Make use of System.Threading.Lock
.NET 9.0 comes with support for a new class System.Threading.Lock which offers better performance when locking as opposed to a lock on an object.
Through the use of a new dependency, System.Threading.Lock is backported to .NET 8.0 and earlier. On .NET 8.0 or earlier, there is neither a performance benefit nor a performance loss when using System.Threading.Lock. However, once ABP starts supporting .NET 9.0 or later, the code that's written will automatically benefit from improved performance.
I asked a question on whether ABP wants to continue supporting .NET Standard 2.0 and 2.1 at https://github.com/abpframework/abp/pull/20803#issuecomment-2382558353. The reason is that if this PR is going to get approved it would need to undergo changes. We would need to use the factory method in https://github.com/MarkCiliaVincenti/Backport.System.Threading.Lock rather than the clean method that we could use if ABP supports only .NET 5.0 or greater (basically anything that doesn't support the notorious thread aborts).
@maliming do you still want to support .NET Standard 2.0 and 2.1? I want to be able to change this PR accordingly. It would be cleaner as an implementation of only .NET 5.0+ is supported. Due to thread aborts, there are issues with how synchronization can sometimes be broken in < 5.0, for example there is no 100% guarantee that anything that makes use of the using pattern is correctly disposed every time.
@maliming due to assembly-level attributes, the only way this can avoid a dependency is that a new project file is created and everything in the library is copy and pasted into it, but it would be much cleaner with a dependency that's also tried and tested on production projects.
@maliming do you still want to support .NET Standard 2.0 and 2.1? I want to be able to change this PR accordingly. It would be cleaner as an implementation of only .NET 5.0+ is supported. Due to thread aborts, there are issues with how synchronization can sometimes be broken in < 5.0, for example there is no 100% guarantee that anything that makes use of the using pattern is correctly disposed every time.
Still need an answer for this @maliming.
hi
We will continue to support .NET Standard 2.0 and 2.1
https://github.com/abpframework/abp/issues/2668#issuecomment-575922303
@maliming a new version of Backport.System.Threading.Lock has come out that acts as a source generator and basically dropping the DLL as a dependency. If this new development interests you, I will amend this PR accordingly.

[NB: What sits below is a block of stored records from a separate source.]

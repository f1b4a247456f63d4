use std::fs::File;
use std::io::{self, BufWriter, Write};
use std::process::ExitCode;

use clap::Parser;
use lectarium::{Config, Error, ExportArgs};
use tracing::error;

fn main() -> ExitCode {
    let args = ExportArgs::parse();

    let config = match Config::from_env() {
        Ok(config) => config,
        Err(e) => {
            eprintln!("error: {}", e);
            return ExitCode::from(1);
        }
    };
    lectarium::tracing::init_with_filter(&config.log_filter);

    match export(&args, &config) {
        Ok(_) => ExitCode::SUCCESS,
        Err(e) => {
            error!(error = %e, client = e.is_client_error(), "export failed");
            eprintln!("error: {}", e);
            ExitCode::from(e.exit_code())
        }
    }
}

fn export(args: &ExportArgs, config: &Config) -> Result<usize, Error> {
    let out: Box<dyn Write> = match &args.output {
        Some(path) => Box::new(BufWriter::new(File::create(path)?)),
        None => Box::new(io::stdout().lock()),
    };
    lectarium::run(args, config, out)
}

@ebicoglu What do you think?
Changes applied.
@maliming @ebicoglu
@maliming @ebicoglu
@MarkCiliaVincenti thank you for your pr. We are waiting that since we are not sure to add such a nuget package dependency to the most core abp package for such a small benefit. We will be discussing it.
Hi, it's not a dependency in the traditional sense since it is used as a source generator
@maliming @hikalkan let me know if and when you intend on merging this so that I can resolve conflicts.